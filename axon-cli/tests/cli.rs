use std::fs;
use std::process::Command;

use tempfile::tempdir;

fn axon_binary() -> &'static str {
    env!("CARGO_BIN_EXE_axon")
}

#[test]
fn version_flag_prints_the_version() {
    let output = Command::new(axon_binary())
        .arg("--version")
        .output()
        .expect("run axon --version");
    assert!(output.status.success());
    let stdout = String::from_utf8_lossy(&output.stdout);
    assert!(stdout.starts_with("Axon "), "unexpected output: {stdout}");
}

#[test]
fn help_flag_prints_usage() {
    let output = Command::new(axon_binary())
        .arg("--help")
        .output()
        .expect("run axon --help");
    assert!(output.status.success());
    let stdout = String::from_utf8_lossy(&output.stdout);
    assert!(stdout.contains("USAGE"), "unexpected output: {stdout}");
    assert!(stdout.contains("emit-ir"), "unexpected output: {stdout}");
}

#[test]
fn check_passes_on_a_valid_file() -> anyhow::Result<()> {
    let tmp = tempdir()?;
    let path = tmp.path().join("ok.ax");
    fs::write(&path, "fn add(a: i64, b: i64) -> i64:\n    return a + b\n")?;

    let output = Command::new(axon_binary())
        .arg("check")
        .arg(&path)
        .output()
        .expect("run axon check");
    assert!(output.status.success(), "check should pass");
    Ok(())
}

#[test]
fn check_reports_semantic_errors_with_locations() -> anyhow::Result<()> {
    let tmp = tempdir()?;
    let path = tmp.path().join("bad.ax");
    fs::write(&path, "fn test():\n    let x = 10\n    x = 20\n")?;

    let output = Command::new(axon_binary())
        .arg("check")
        .arg(&path)
        .output()
        .expect("run axon check");
    assert!(!output.status.success(), "check should fail");

    let stderr = String::from_utf8_lossy(&output.stderr);
    assert!(
        stderr.contains("Cannot assign to immutable variable 'x'"),
        "missing diagnostic: {stderr}"
    );
    // <filename>:<line>:<column>: error: <message>
    assert!(stderr.contains("bad.ax:3:5: error:"), "bad format: {stderr}");
    Ok(())
}

#[test]
fn lex_prints_the_token_stream() -> anyhow::Result<()> {
    let tmp = tempdir()?;
    let path = tmp.path().join("tokens.ax");
    fs::write(&path, "let x = 42\n")?;

    let output = Command::new(axon_binary())
        .arg("lex")
        .arg(&path)
        .output()
        .expect("run axon lex");
    assert!(output.status.success());

    let stdout = String::from_utf8_lossy(&output.stdout);
    assert!(stdout.contains("IntegerLiteral(42)"), "unexpected output: {stdout}");
    assert!(stdout.contains("Eof"), "unexpected output: {stdout}");
    Ok(())
}

#[test]
fn lex_fails_on_lexical_errors() -> anyhow::Result<()> {
    let tmp = tempdir()?;
    let path = tmp.path().join("bad_token.ax");
    fs::write(&path, "let s = \"oops\n")?;

    let output = Command::new(axon_binary())
        .arg("lex")
        .arg(&path)
        .output()
        .expect("run axon lex");
    assert!(!output.status.success());

    let stderr = String::from_utf8_lossy(&output.stderr);
    assert!(
        stderr.contains("Unterminated string literal"),
        "missing diagnostic: {stderr}"
    );
    Ok(())
}

#[test]
fn parse_prints_a_declaration_summary() -> anyhow::Result<()> {
    let tmp = tempdir()?;
    let path = tmp.path().join("decls.ax");
    fs::write(
        &path,
        "struct Point:\n    x: i64\n\nfn origin(p: Point) -> i64:\n    return p.x\n",
    )?;

    let output = Command::new(axon_binary())
        .arg("parse")
        .arg(&path)
        .output()
        .expect("run axon parse");
    assert!(output.status.success());

    let stdout = String::from_utf8_lossy(&output.stdout);
    assert!(stdout.contains("Declarations: 2"), "unexpected output: {stdout}");
    assert!(stdout.contains("struct Point"), "unexpected output: {stdout}");
    assert!(stdout.contains("fn origin (1 params)"), "unexpected output: {stdout}");
    Ok(())
}

#[test]
fn emit_ir_dumps_textual_ir() -> anyhow::Result<()> {
    let tmp = tempdir()?;
    let path = tmp.path().join("ir.ax");
    fs::write(&path, "fn add(a: i64, b: i64) -> i64:\n    return a + b\n")?;

    let output = Command::new(axon_binary())
        .arg("emit-ir")
        .arg(&path)
        .output()
        .expect("run axon emit-ir");
    assert!(output.status.success());

    let stdout = String::from_utf8_lossy(&output.stdout);
    assert!(stdout.contains("define i64 @add"), "unexpected output: {stdout}");
    assert!(stdout.contains("; ModuleID ="), "unexpected output: {stdout}");
    Ok(())
}

#[test]
fn parse_errors_exit_nonzero() -> anyhow::Result<()> {
    let tmp = tempdir()?;
    let path = tmp.path().join("syntax.ax");
    fs::write(&path, "fn f(:\n")?;

    let output = Command::new(axon_binary())
        .arg("parse")
        .arg(&path)
        .output()
        .expect("run axon parse");
    assert!(!output.status.success());

    let stderr = String::from_utf8_lossy(&output.stderr);
    assert!(stderr.contains("error:"), "missing diagnostics: {stderr}");
    Ok(())
}

#[test]
fn repl_quits_on_command() -> anyhow::Result<()> {
    use std::io::Write;
    use std::process::Stdio;

    let mut child = Command::new(axon_binary())
        .stdin(Stdio::piped())
        .stdout(Stdio::piped())
        .stderr(Stdio::piped())
        .spawn()
        .expect("start repl");

    child
        .stdin
        .as_mut()
        .expect("stdin")
        .write_all(b":quit\n")?;
    let output = child.wait_with_output()?;
    assert!(output.status.success());

    let stdout = String::from_utf8_lossy(&output.stdout);
    assert!(stdout.contains("Goodbye"), "unexpected output: {stdout}");
    Ok(())
}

▸ **WHAT YOU HAVE TO DO**
The answer should consist of the full listing, repeated exactly.

▸ **EXPECTED ANSWER**
filename axon-cli/tests/cli.rs
use std::fs;
use std::process::Command;

use tempfile::tempdir;

fn axon_binary() -> &'static str {
    env!("CARGO_BIN_EXE_axon")
}

#[test]
fn version_flag_prints_the_version() {
    let output = Command::new(axon_binary())
        .arg("--version")
        .output()
        .expect("run axon --version");
    assert!(output.status.success());
    let stdout = String::from_utf8_lossy(&output.stdout);
    assert!(stdout.starts_with("Axon "), "unexpected output: {stdout}");
}

#[test]
fn help_flag_prints_usage() {
    let output = Command::new(axon_binary())
        .arg("--help")
        .output()
        .expect("run axon --help");
    assert!(output.status.success());
    let stdout = String::from_utf8_lossy(&output.stdout);
    assert!(stdout.contains("USAGE"), "unexpected output: {stdout}");
    assert!(stdout.contains("emit-ir"), "unexpected output: {stdout}");
}

#[test]
fn check_passes_on_a_valid_file() -> anyhow::Result<()> {
    let tmp = tempdir()?;
    let path = tmp.path().join("ok.ax");
    fs::write(&path, "fn add(a: i64, b: i64) -> i64:\n    return a + b\n")?;

    let output = Command::new(axon_binary())
        .arg("check")
        .arg(&path)
        .output()
        .expect("run axon check");
    assert!(output.status.success(), "check should pass");
    Ok(())
}

#[test]
fn check_reports_semantic_errors_with_locations() -> anyhow::Result<()> {
    let tmp = tempdir()?;
    let path = tmp.path().join("bad.ax");
    fs::write(&path, "fn test():\n    let x = 10\n    x = 20\n")?;

    let output = Command::new(axon_binary())
        .arg("check")
        .arg(&path)
        .output()
        .expect("run axon check");
    assert!(!output.status.success(), "check should fail");

    let stderr = String::from_utf8_lossy(&output.stderr);
    assert!(
        stderr.contains("Cannot assign to immutable variable 'x'"),
        "missing diagnostic: {stderr}"
    );
    // <filename>:<line>:<column>: error: <message>
    assert!(stderr.contains("bad.ax:3:5: error:"), "bad format: {stderr}");
    Ok(())
}

#[test]
fn lex_prints_the_token_stream() -> anyhow::Result<()> {
    let tmp = tempdir()?;
    let path = tmp.path().join("tokens.ax");
    fs::write(&path, "let x = 42\n")?;

    let output = Command::new(axon_binary())
        .arg("lex")
        .arg(&path)
        .output()
        .expect("run axon lex");
    assert!(output.status.success());

    let stdout = String::from_utf8_lossy(&output.stdout);
    assert!(stdout.contains("IntegerLiteral(42)"), "unexpected output: {stdout}");
    assert!(stdout.contains("Eof"), "unexpected output: {stdout}");
    Ok(())
}

#[test]
fn lex_fails_on_lexical_errors() -> anyhow::Result<()> {
    let tmp = tempdir()?;
    let path = tmp.path().join("bad_token.ax");
    fs::write(&path, "let s = \"oops\n")?;

    let output = Command::new(axon_binary())
        .arg("lex")
        .arg(&path)
        .output()
        .expect("run axon lex");
    assert!(!output.status.success());

    let stderr = String::from_utf8_lossy(&output.stderr);
    assert!(
        stderr.contains("Unterminated string literal"),
        "missing diagnostic: {stderr}"
    );
    Ok(())
}

#[test]
fn parse_prints_a_declaration_summary() -> anyhow::Result<()> {
    let tmp = tempdir()?;
    let path = tmp.path().join("decls.ax");
    fs::write(
        &path,
        "struct Point:\n    x: i64\n\nfn origin(p: Point) -> i64:\n    return p.x\n",
    )?;

    let output = Command::new(axon_binary())
        .arg("parse")
        .arg(&path)
        .output()
        .expect("run axon parse");
    assert!(output.status.success());

    let stdout = String::from_utf8_lossy(&output.stdout);
    assert!(stdout.contains("Declarations: 2"), "unexpected output: {stdout}");
    assert!(stdout.contains("struct Point"), "unexpected output: {stdout}");
    assert!(stdout.contains("fn origin (1 params)"), "unexpected output: {stdout}");
    Ok(())
}

#[test]
fn emit_ir_dumps_textual_ir() -> anyhow::Result<()> {
    let tmp = tempdir()?;
    let path = tmp.path().join("ir.ax");
    fs::write(&path, "fn add(a: i64, b: i64) -> i64:\n    return a + b\n")?;

    let output = Command::new(axon_binary())
        .arg("emit-ir")
        .arg(&path)
        .output()
        .expect("run axon emit-ir");
    assert!(output.status.success());

    let stdout = String::from_utf8_lossy(&output.stdout);
    assert!(stdout.contains("define i64 @add"), "unexpected output: {stdout}");
    assert!(stdout.contains("; ModuleID ="), "unexpected output: {stdout}");
    Ok(())
}

#[test]
fn parse_errors_exit_nonzero() -> anyhow::Result<()> {
    let tmp = tempdir()?;
    let path = tmp.path().join("syntax.ax");
    fs::write(&path, "fn f(:\n")?;

    let output = Command::new(axon_binary())
        .arg("parse")
        .arg(&path)
        .output()
        .expect("run axon parse");
    assert!(!output.status.success());

    let stderr = String::from_utf8_lossy(&output.stderr);
    assert!(stderr.contains("error:"), "missing diagnostics: {stderr}");
    Ok(())
}

#[test]
fn repl_quits_on_command() -> anyhow::Result<()> {
    use std::io::Write;
    use std::process::Stdio;

    let mut child = Command::new(axon_binary())
        .stdin(Stdio::piped())
        .stdout(Stdio::piped())
        .stderr(Stdio::piped())
        .spawn()
        .expect("start repl");

    child
        .stdin
        .as_mut()
        .expect("stdin")
        .write_all(b":quit\n")?;
    let output = child.wait_with_output()?;
    assert!(output.status.success());

    let stdout = String::from_utf8_lossy(&output.stdout);
    assert!(stdout.contains("Goodbye"), "unexpected output: {stdout}");
    Ok(())
}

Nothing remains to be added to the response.